> [The problem]: If a line of the data below holds the string "async", copy it.

#### Records for processing ####

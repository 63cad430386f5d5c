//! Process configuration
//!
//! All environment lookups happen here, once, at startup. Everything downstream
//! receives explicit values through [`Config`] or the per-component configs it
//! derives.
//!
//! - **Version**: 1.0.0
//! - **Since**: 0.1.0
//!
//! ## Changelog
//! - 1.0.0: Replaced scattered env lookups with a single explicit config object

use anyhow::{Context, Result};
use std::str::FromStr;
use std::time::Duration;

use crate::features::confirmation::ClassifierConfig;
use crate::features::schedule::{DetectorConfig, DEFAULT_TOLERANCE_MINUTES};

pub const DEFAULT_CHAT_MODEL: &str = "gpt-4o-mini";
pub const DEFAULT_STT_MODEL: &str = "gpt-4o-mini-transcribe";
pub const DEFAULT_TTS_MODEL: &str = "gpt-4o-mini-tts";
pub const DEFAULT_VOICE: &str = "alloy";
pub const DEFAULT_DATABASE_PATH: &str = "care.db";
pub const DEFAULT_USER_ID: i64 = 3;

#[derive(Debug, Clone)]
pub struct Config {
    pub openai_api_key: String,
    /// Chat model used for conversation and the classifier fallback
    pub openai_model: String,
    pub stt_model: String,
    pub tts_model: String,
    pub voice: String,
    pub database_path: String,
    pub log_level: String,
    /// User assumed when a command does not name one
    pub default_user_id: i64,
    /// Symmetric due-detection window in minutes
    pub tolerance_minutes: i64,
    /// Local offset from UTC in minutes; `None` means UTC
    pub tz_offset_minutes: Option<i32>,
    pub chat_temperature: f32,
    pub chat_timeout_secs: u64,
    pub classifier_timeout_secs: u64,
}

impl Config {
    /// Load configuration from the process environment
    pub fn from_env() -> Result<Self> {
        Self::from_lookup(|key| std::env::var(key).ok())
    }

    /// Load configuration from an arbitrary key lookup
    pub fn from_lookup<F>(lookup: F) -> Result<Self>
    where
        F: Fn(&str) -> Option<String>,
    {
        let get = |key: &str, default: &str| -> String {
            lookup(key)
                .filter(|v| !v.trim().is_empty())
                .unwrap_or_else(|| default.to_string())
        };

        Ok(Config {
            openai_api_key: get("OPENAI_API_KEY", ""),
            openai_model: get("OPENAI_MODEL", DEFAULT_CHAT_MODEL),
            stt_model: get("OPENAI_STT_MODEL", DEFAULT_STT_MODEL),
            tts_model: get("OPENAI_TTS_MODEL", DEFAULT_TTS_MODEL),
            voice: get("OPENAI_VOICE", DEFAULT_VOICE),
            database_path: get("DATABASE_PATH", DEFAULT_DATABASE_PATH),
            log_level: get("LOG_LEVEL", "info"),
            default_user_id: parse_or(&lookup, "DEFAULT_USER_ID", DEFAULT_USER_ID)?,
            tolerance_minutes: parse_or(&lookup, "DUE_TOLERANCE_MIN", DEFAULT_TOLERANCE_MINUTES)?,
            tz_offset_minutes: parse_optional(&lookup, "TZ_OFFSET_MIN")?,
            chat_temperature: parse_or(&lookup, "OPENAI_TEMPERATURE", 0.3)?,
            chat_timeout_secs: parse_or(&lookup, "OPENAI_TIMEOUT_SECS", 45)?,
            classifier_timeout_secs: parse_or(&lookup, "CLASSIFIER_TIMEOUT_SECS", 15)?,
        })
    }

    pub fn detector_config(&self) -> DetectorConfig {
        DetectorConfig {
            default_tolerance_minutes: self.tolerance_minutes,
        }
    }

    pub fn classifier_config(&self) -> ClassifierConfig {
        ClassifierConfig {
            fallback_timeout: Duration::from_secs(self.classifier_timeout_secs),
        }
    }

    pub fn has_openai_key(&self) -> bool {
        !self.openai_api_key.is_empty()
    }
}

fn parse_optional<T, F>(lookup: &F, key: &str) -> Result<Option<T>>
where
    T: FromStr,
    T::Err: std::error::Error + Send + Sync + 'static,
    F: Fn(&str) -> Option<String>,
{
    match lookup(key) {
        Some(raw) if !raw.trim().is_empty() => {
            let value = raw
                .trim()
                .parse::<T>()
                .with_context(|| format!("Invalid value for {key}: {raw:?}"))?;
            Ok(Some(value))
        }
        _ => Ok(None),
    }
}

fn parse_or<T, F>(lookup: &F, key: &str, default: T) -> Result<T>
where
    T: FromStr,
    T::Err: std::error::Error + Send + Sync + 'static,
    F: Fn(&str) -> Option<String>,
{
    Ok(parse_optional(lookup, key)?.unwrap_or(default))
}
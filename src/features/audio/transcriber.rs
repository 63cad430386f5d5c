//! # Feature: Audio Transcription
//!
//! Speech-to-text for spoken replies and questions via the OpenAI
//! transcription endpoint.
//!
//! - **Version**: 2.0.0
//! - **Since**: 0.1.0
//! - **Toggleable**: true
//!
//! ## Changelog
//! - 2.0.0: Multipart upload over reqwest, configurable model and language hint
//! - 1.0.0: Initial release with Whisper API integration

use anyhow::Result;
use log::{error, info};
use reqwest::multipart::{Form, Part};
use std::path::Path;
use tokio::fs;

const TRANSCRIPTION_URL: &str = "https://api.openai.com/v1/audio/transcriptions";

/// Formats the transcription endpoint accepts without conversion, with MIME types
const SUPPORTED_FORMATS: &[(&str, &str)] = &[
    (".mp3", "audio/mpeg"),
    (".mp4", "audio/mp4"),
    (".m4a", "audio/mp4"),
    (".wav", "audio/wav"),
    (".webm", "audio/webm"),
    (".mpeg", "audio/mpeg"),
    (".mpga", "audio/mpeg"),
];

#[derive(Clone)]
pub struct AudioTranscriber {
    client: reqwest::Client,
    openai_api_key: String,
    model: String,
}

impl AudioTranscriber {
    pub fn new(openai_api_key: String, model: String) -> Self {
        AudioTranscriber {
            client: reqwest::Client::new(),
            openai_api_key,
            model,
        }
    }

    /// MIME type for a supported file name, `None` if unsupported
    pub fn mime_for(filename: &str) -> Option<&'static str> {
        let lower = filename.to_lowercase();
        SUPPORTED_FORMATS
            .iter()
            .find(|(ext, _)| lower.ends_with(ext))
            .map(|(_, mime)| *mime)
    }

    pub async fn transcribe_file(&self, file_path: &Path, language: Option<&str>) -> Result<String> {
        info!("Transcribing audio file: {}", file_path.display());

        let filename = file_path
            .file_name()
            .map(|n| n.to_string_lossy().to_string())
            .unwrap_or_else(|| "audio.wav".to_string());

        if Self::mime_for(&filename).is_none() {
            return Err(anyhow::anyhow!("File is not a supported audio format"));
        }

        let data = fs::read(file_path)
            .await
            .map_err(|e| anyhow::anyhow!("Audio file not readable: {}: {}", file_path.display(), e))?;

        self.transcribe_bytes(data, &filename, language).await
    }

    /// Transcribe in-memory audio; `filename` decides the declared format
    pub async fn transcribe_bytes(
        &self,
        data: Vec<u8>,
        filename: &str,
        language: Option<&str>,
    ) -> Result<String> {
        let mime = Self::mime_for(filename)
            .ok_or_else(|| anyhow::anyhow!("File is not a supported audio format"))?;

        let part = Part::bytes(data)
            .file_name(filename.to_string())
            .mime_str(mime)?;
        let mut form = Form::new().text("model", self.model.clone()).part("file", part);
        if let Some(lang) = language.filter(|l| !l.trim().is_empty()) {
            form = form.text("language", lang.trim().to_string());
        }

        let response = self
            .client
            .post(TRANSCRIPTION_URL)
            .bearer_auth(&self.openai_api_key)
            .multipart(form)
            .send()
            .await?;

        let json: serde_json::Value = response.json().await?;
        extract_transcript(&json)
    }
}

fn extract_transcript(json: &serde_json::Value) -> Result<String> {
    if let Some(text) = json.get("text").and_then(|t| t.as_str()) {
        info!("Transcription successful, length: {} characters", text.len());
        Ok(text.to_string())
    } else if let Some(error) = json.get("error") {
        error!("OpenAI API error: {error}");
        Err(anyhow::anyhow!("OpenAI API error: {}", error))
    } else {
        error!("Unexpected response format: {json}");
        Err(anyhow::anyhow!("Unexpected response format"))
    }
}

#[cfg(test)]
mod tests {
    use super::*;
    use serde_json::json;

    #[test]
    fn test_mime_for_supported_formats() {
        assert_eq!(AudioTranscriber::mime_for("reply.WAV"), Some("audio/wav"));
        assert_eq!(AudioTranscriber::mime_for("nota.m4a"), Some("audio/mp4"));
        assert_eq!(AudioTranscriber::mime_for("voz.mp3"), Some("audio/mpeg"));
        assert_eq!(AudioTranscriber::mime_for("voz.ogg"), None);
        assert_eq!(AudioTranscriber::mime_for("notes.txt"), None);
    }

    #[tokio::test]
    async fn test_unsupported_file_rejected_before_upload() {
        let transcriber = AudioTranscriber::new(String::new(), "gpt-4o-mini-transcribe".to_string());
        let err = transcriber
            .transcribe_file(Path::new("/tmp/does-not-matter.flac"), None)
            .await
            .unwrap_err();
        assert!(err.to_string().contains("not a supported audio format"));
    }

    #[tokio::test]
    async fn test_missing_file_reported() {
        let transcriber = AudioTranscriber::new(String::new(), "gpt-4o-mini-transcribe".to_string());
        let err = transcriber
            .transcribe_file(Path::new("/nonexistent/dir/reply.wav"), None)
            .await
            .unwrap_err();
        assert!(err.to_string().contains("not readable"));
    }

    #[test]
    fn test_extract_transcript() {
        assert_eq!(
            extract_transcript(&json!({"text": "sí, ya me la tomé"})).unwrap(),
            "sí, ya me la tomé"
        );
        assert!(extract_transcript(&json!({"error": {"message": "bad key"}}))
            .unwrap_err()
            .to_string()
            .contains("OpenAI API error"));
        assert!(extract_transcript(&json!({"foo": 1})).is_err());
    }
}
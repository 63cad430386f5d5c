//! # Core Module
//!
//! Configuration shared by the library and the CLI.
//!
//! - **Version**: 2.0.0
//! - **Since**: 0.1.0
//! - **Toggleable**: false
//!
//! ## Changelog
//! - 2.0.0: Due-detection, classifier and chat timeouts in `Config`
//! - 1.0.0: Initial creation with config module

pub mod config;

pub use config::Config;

####

> [Task result]:
    pub async fn transcribe_file(&self, file_path: &Path, language: Option<&str>) -> Result<String> {
    pub async fn transcribe_bytes(
    async fn test_unsupported_file_rejected_before_upload() {
    async fn test_missing_file_reported() {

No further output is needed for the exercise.